Personal information
- Born: November 1, 1952 (age 73) Dallas, Texas, U.S.
- Listed height: 6 ft 4 in (1.93 m)
- Listed weight: 230 lb (104 kg)

Career information
- High school: Lake Highlands (Dallas, Texas)
- College: Texas Tech
- NFL draft: 1974: 2nd round, 38th overall pick

Career history
- Miami Dolphins (1974–1978);

Awards and highlights
- First-team All-American (1973); First-team All-SWC (1973);

Career NFL statistics
- Receptions: 66
- Receiving yards: 757
- Touchdowns: 6
- Stats at Pro Football Reference

= Andre Tillman =

American football player (born 1952)

Andre Tillman (born November 1, 1952) is an American former professional football player who was a tight end in the National Football League (NFL).
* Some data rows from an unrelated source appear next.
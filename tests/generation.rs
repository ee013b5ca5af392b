use std::{collections::BTreeMap, sync::Arc, time::Duration};

use agromap::assemble::{AGRICULTURAL_AREA, TOTAL_AREA};
use agromap::geography::{BoundaryIndex, Municipality};
use agromap::jobs::{ArtifactPolicy, MapGenerationManager, MapGenerator};
use agromap::render::PngRenderer;
use agromap::stats::{LandTable, ProviderError, StatisticsProvider};
use agromap::web;
use async_trait::async_trait;
use axum::{
    body::{to_bytes, Body},
    http::{header, Request, StatusCode},
    Router,
};
use geo_types::{polygon, MultiPolygon};
use tokio::{runtime::Handle, sync::Semaphore};
use tower::ServiceExt;

/// Serves fixed land statistics once the gate is opened.
struct GatedStatistics {
    gate: Semaphore,
}

#[async_trait]
impl StatisticsProvider for GatedStatistics {
    async fn latest_year(&self) -> Result<String, ProviderError> {
        Ok("2023".to_owned())
    }

    async fn indicators(&self) -> Result<BTreeMap<String, String>, ProviderError> {
        Ok(BTreeMap::from([
            (TOTAL_AREA.to_owned(), "Total area".to_owned()),
            (AGRICULTURAL_AREA.to_owned(), "Agricultural land".to_owned()),
        ]))
    }

    async fn municipality_codes(&self, names: &[String]) -> Result<BTreeMap<String, String>, ProviderError> {
        Ok(names
            .iter()
            .filter(|name| name.eq_ignore_ascii_case("devin"))
            .map(|name| (name.clone(), "SK0101528595".to_owned()))
            .collect())
    }

    async fn land_table(&self, codes: &[String]) -> Result<LandTable, ProviderError> {
        let _permit = self
            .gate
            .acquire()
            .await
            .map_err(|_| ProviderError::Schema("closed".to_owned()))?;
        let rows = codes
            .iter()
            .enumerate()
            .map(|(i, code)| {
                let row = BTreeMap::from([
                    (TOTAL_AREA.to_owned(), Some(1000.0)),
                    (AGRICULTURAL_AREA.to_owned(), Some(100.0 * (i + 1) as f64)),
                ]);
                (code.clone(), row)
            })
            .collect();
        Ok(LandTable { year: "2023".to_owned(), rows })
    }
}

fn boundaries() -> BoundaryIndex {
    let codes = ["SK0101A", "SK0101B", "SK0101C", "SK0101D"];
    BoundaryIndex::from_municipalities(codes.iter().enumerate().map(|(i, code)| {
        let (x, y) = ((i % 2) as f64, (i / 2) as f64);
        let municipality = Municipality {
            code: (*code).to_owned(),
            name: format!("Obec <{code}>"),
            district_code: "SK0101".to_owned(),
            geometry: MultiPolygon(vec![polygon![
                (x: x, y: y),
                (x: x + 1.0, y: y),
                (x: x + 1.0, y: y + 1.0),
                (x: x, y: y + 1.0),
            ]]),
        };
        (municipality, "Bratislava I".to_owned())
    }))
}

fn app(output_dir: &std::path::Path) -> (Router, Arc<GatedStatistics>) {
    let statistics = Arc::new(GatedStatistics { gate: Semaphore::new(0) });
    let generator = MapGenerator::new(
        Arc::new(boundaries()),
        statistics.clone(),
        Arc::new(PngRenderer::new(200)),
        output_dir.to_owned(),
    );
    let manager = MapGenerationManager::new(Handle::current(), Arc::new(generator), ArtifactPolicy::SkipExisting);
    (web::router(Arc::new(manager)), statistics)
}

async fn send(app: &Router, request: Request<Body>) -> (StatusCode, Vec<u8>) {
    let response = app.clone().oneshot(request).await.unwrap();
    let status = response.status();
    let body = to_bytes(response.into_body(), usize::MAX).await.unwrap();
    (status, body.to_vec())
}

fn post_form(body: &str) -> Request<Body> {
    Request::post("/generate_map")
        .header(header::CONTENT_TYPE, "application/x-www-form-urlencoded")
        .body(Body::from(body.to_owned()))
        .unwrap()
}

fn get(uri: &str) -> Request<Body> {
    Request::get(uri).body(Body::empty()).unwrap()
}

async fn wait_for_status(app: &Router, query: &str, expected: &str) {
    for _ in 0..500 {
        let (_, body) = send(app, get(&format!("/map_status?{query}"))).await;
        let body: serde_json::Value = serde_json::from_slice(&body).unwrap();
        if body["status"] == expected {
            return;
        }
        tokio::time::sleep(Duration::from_millis(10)).await;
    }
    panic!("status for {query} never became {expected}");
}

#[tokio::test]
async fn generate_poll_and_fetch_map() {
    let dir = tempfile::tempdir().unwrap();
    let (app, statistics) = app(dir.path());
    let query = "district=SK0101&num_classes=5&color_palette=viridis";

    let (status, _) = send(&app, get("/map?district=SK0101&num_classes=5&color_palette=viridis")).await;
    assert_eq!(status, StatusCode::NOT_FOUND);

    let (status, body) = send(&app, post_form(query)).await;
    assert_eq!(status, StatusCode::ACCEPTED);
    assert_eq!(serde_json::from_slice::<serde_json::Value>(&body).unwrap()["status"], "accepted");

    let (status, body) = send(&app, post_form(query)).await;
    assert_eq!(status, StatusCode::CONFLICT);
    assert_eq!(serde_json::from_slice::<serde_json::Value>(&body).unwrap()["status"], "already processing");

    // a different class count is a different job
    let (status, _) = send(&app, post_form("district=SK0101&num_classes=3&color_palette=viridis")).await;
    assert_eq!(status, StatusCode::ACCEPTED);

    wait_for_status(&app, query, "Processing").await;
    statistics.gate.add_permits(16);
    wait_for_status(&app, query, "Completed").await;
    wait_for_status(&app, "district=SK0101&num_classes=3&color_palette=viridis", "Completed").await;

    let (status, body) = send(&app, get(&format!("/map?{query}"))).await;
    assert_eq!(status, StatusCode::OK);
    assert!(body.starts_with(b"\x89PNG"));
    assert!(dir.path().join("map_SK0101_5_viridis.png").exists());
    assert!(dir.path().join("map_SK0101_3_viridis.png").exists());
}

#[tokio::test]
async fn invalid_parameters_are_rejected() {
    let dir = tempfile::tempdir().unwrap();
    let (app, _) = app(dir.path());

    for body in [
        "district=SK0101&num_classes=0&color_palette=viridis",
        "district=SK0101&num_classes=abc&color_palette=viridis",
        "district=SK0101&num_classes=5&color_palette=rainbow",
        "num_classes=5&color_palette=viridis",
    ] {
        let (status, response) = send(&app, post_form(body)).await;
        assert_eq!(status, StatusCode::BAD_REQUEST, "{body}");
        let response: serde_json::Value = serde_json::from_slice(&response).unwrap();
        assert!(response["error"].is_string(), "{body}");
    }
    assert_eq!(std::fs::read_dir(dir.path()).unwrap().count(), 0);
}

#[tokio::test]
async fn query_parameters_are_accepted_for_generation() {
    let dir = tempfile::tempdir().unwrap();
    let (app, _) = app(dir.path());

    let request = Request::post("/generate_map?district=SK0101&num_classes=4&color_palette=GREENS")
        .body(Body::empty())
        .unwrap();
    let (status, _) = send(&app, request).await;
    assert_eq!(status, StatusCode::ACCEPTED);
    wait_for_status(&app, "district=SK0101&num_classes=4&color_palette=Greens", "Processing").await;
}

#[tokio::test]
async fn districts_land_data_and_search() {
    let dir = tempfile::tempdir().unwrap();
    let (app, statistics) = app(dir.path());
    statistics.gate.add_permits(16);

    let (status, body) = send(&app, get("/districts")).await;
    assert_eq!(status, StatusCode::OK);
    let districts: serde_json::Value = serde_json::from_slice(&body).unwrap();
    assert_eq!(districts, serde_json::json!([{ "code": "SK0101", "name": "Bratislava I" }]));

    let (status, body) = send(&app, get("/land_data?district=SK0101")).await;
    assert_eq!(status, StatusCode::OK);
    let html = String::from_utf8(body).unwrap();
    assert!(html.contains("Agricultural land (U14020)"));
    assert!(html.contains("Obec &lt;SK0101A&gt;"));
    assert!(html.contains("<td>10.00</td>"));

    let (status, _) = send(&app, get("/land_data?district=SK9999")).await;
    assert_eq!(status, StatusCode::NOT_FOUND);

    let (status, body) = send(&app, get("/municipalities/search?name=Devin")).await;
    assert_eq!(status, StatusCode::OK);
    let found: serde_json::Value = serde_json::from_slice(&body).unwrap();
    assert_eq!(found, serde_json::json!({ "name": "Devin", "code": "SK0101528595" }));

    let (status, _) = send(&app, get("/municipalities/search?name=Nowhere")).await;
    assert_eq!(status, StatusCode::NOT_FOUND);
}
Growing up, he attended Lake Highlands High School. He played college football for the Texas Tech Red Raiders. He was selected by the Miami Dolphins in the second round of the 1974 NFL draft. As of 2017, he was one of five tight ends to ever be selected in the second round by the Dolphins.

Tillman played in a total of 58 games for the Dolphins from 1975 to 1978.